On our second visit, I was prepared to order one sandwich (the ham, brie, and asparagus panini) but had a change of game plan. When I saw that one of the day’s soups was chicken curry, I knew that I had to try some and chose a sandwich that seemed to coordinate with that choice. The chicken curry soup contained rice, celery, and white chicken in a creamy base that was lightly seasoned with curry. My soup is shown below with Chuck’s side of West Main’s marvelous potato salad and a bag of Route 11 Lightly Salted Potato Chips.
Our gold standard for potato chips has been Zapp’s out of Gramercy, LA. These have now been replaced by Route 11, which are made in Mount Jackson, VA—just a half hour’s drive from Luray.

Time for a road trip to the factory store where we purchased two three-pound boxes. One is almost gone already.

The other soup selection that day was mushroom barley and as much as I love mushrooms, I dislike barley. I think that goes back to traumatic experiences in my youth. My mother loved Campbell’s Scotch Broth that contained mutton broth, carrots, barley, water, potatoes, and cooked lamb. If she opened a can for lunch, I was expected to eat some. Have you ever tasted mutton broth? Thus, and to this day, I have had a visceral dislike of barley.

To go with my chicken curry soup, my sandwich choice was the Asiago Chicken Panini with prosciutto and jerk-mango mayo on rustic sourdough bread. The sandwich contained what looked to be a flattened chicken breast that had either been poached or roasted. However it was cooked, it remained tender and moist.
Asiago has a sharp and somewhat salty taste and the salty flavor of the cheese and prosciutto were balanced by the jerk-mango mayo.

Chuck ordered the Cuban Pork Panini which was one of the best interpretations of this sandwich to date. The sandwich contained juicy house-roasted pork with sliced ham, havarti cheese, pickles, and whole grain mustard on a toasted “sub” roll. To me, this Cuban
had a better balance of ingredients than others we have ordered, and I think the secret lay in the succulent roasted pork.

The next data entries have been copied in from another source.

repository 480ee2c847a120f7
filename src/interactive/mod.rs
//! Interactive TUI interface

pub mod app;
pub mod rendering;

pub use app::{App, run_tui};
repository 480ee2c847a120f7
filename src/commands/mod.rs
//! Command implementations

pub mod simple;

pub use simple::run_simple;
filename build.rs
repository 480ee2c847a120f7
//! Build script to generate the embedded word list
//!
//! Reads the Portuguese word list and generates Rust source code with a const array.

use std::env;
use std::fs;
use std::io::Write;
use std::path::Path;

fn main() {
    let out_dir = env::var("OUT_DIR").unwrap();

    generate_word_list(
        "data/palavras.txt",
        &Path::new(&out_dir).join("palavras.rs"),
        "PALAVRAS",
        "Portuguese answer words, uppercase and ASCII-folded",
    );

    // Rebuild if the word list changes
    println!("cargo:rerun-if-changed=data/palavras.txt");
}

fn generate_word_list(input_path: &str, output_path: &Path, const_name: &str, doc_comment: &str) {
    let content = fs::read_to_string(input_path)
        .unwrap_or_else(|e| panic!("Failed to read {input_path}: {e}"));

    let words: Vec<&str> = content.lines().collect();
    let count = words.len();

    let mut output = fs::File::create(output_path)
        .unwrap_or_else(|e| panic!("Failed to create {}: {e}", output_path.display()));

    writeln!(output, "// Generated word list").unwrap();
    writeln!(output, "//").unwrap();
    writeln!(output, "// {doc_comment}").unwrap();
    writeln!(output).unwrap();
    writeln!(output, "/// {doc_comment}").unwrap();
    writeln!(output, "pub const {const_name}: &[&str] = &[").unwrap();

    for word in words {
        writeln!(output, "    \"{}\",", word.trim()).unwrap();
    }

    writeln!(output, "];").unwrap();
    writeln!(output).unwrap();
    writeln!(output, "/// Number of words in {const_name}").unwrap();
    writeln!(output, "pub const {const_name}_COUNT: usize = {count};").unwrap();
}
//! Word lists for the game
//!
//! Provides the embedded Portuguese answer list compiled into the binary,
//! plus loading utilities and the shuffle-and-cycle word source.

mod embedded;
pub mod loader;
mod source;

pub use embedded::{PALAVRAS, PALAVRAS_COUNT};
pub use source::WordSource;

#[cfg(test)]
mod tests {
    use super::*;

    #[test]
    fn palavras_count_matches_const() {
        assert_eq!(PALAVRAS.len(), PALAVRAS_COUNT);
    }

    #[test]
    fn palavras_are_uppercase_ascii() {
        for &word in PALAVRAS {
            assert!(
                word.chars().all(|c| c.is_ascii_uppercase()),
                "Word '{word}' is not uppercase ASCII"
            );
        }
    }

    #[test]
    fn palavras_contains_known_entries() {
        assert!(PALAVRAS.contains(&"TERMO"));
        assert!(PALAVRAS.contains(&"SAGAZ"));
    }

    #[test]
    fn list_carries_one_short_legacy_entry() {
        // MEDO is 4 letters; it rides along in the data file and is filtered
        // out at load, same as the original list handled it
        assert!(PALAVRAS.contains(&"MEDO"));
        let valid = PALAVRAS.iter().filter(|w| w.len() == 5).count();
        assert_eq!(valid, PALAVRAS_COUNT - 1);
    }
}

We were back a few days later and made this trip “Philadelphia-Style Sandwich Day,” splitting one Steak and Cheese and one Italian Cold Cut sandwich. West Main’s menu didn’t claim that the Steak and Cheese was a Philly Cheesesteak—and it wasn’t. But it contained the same thin sliced beef that appeared on my Roast Beef and Blue Cheese sandwich on our first visit. On this occasion it was heated and smothered in melted gooey provolone cheese, which coated
the sautéed green peppers and onions. While there were a few too many sautéed onions for Chuck’s taste, this was easily solved by removing some.

The Italian Cold Cut sandwich contained Genoa salami, pepperoni, prosciutto, provolone cheese, lettuce, tomato, and onions on a toasted sub roll and came the closest to copying a Philadelphia Italian Hoagie that we have seen since leaving Pennsylvania.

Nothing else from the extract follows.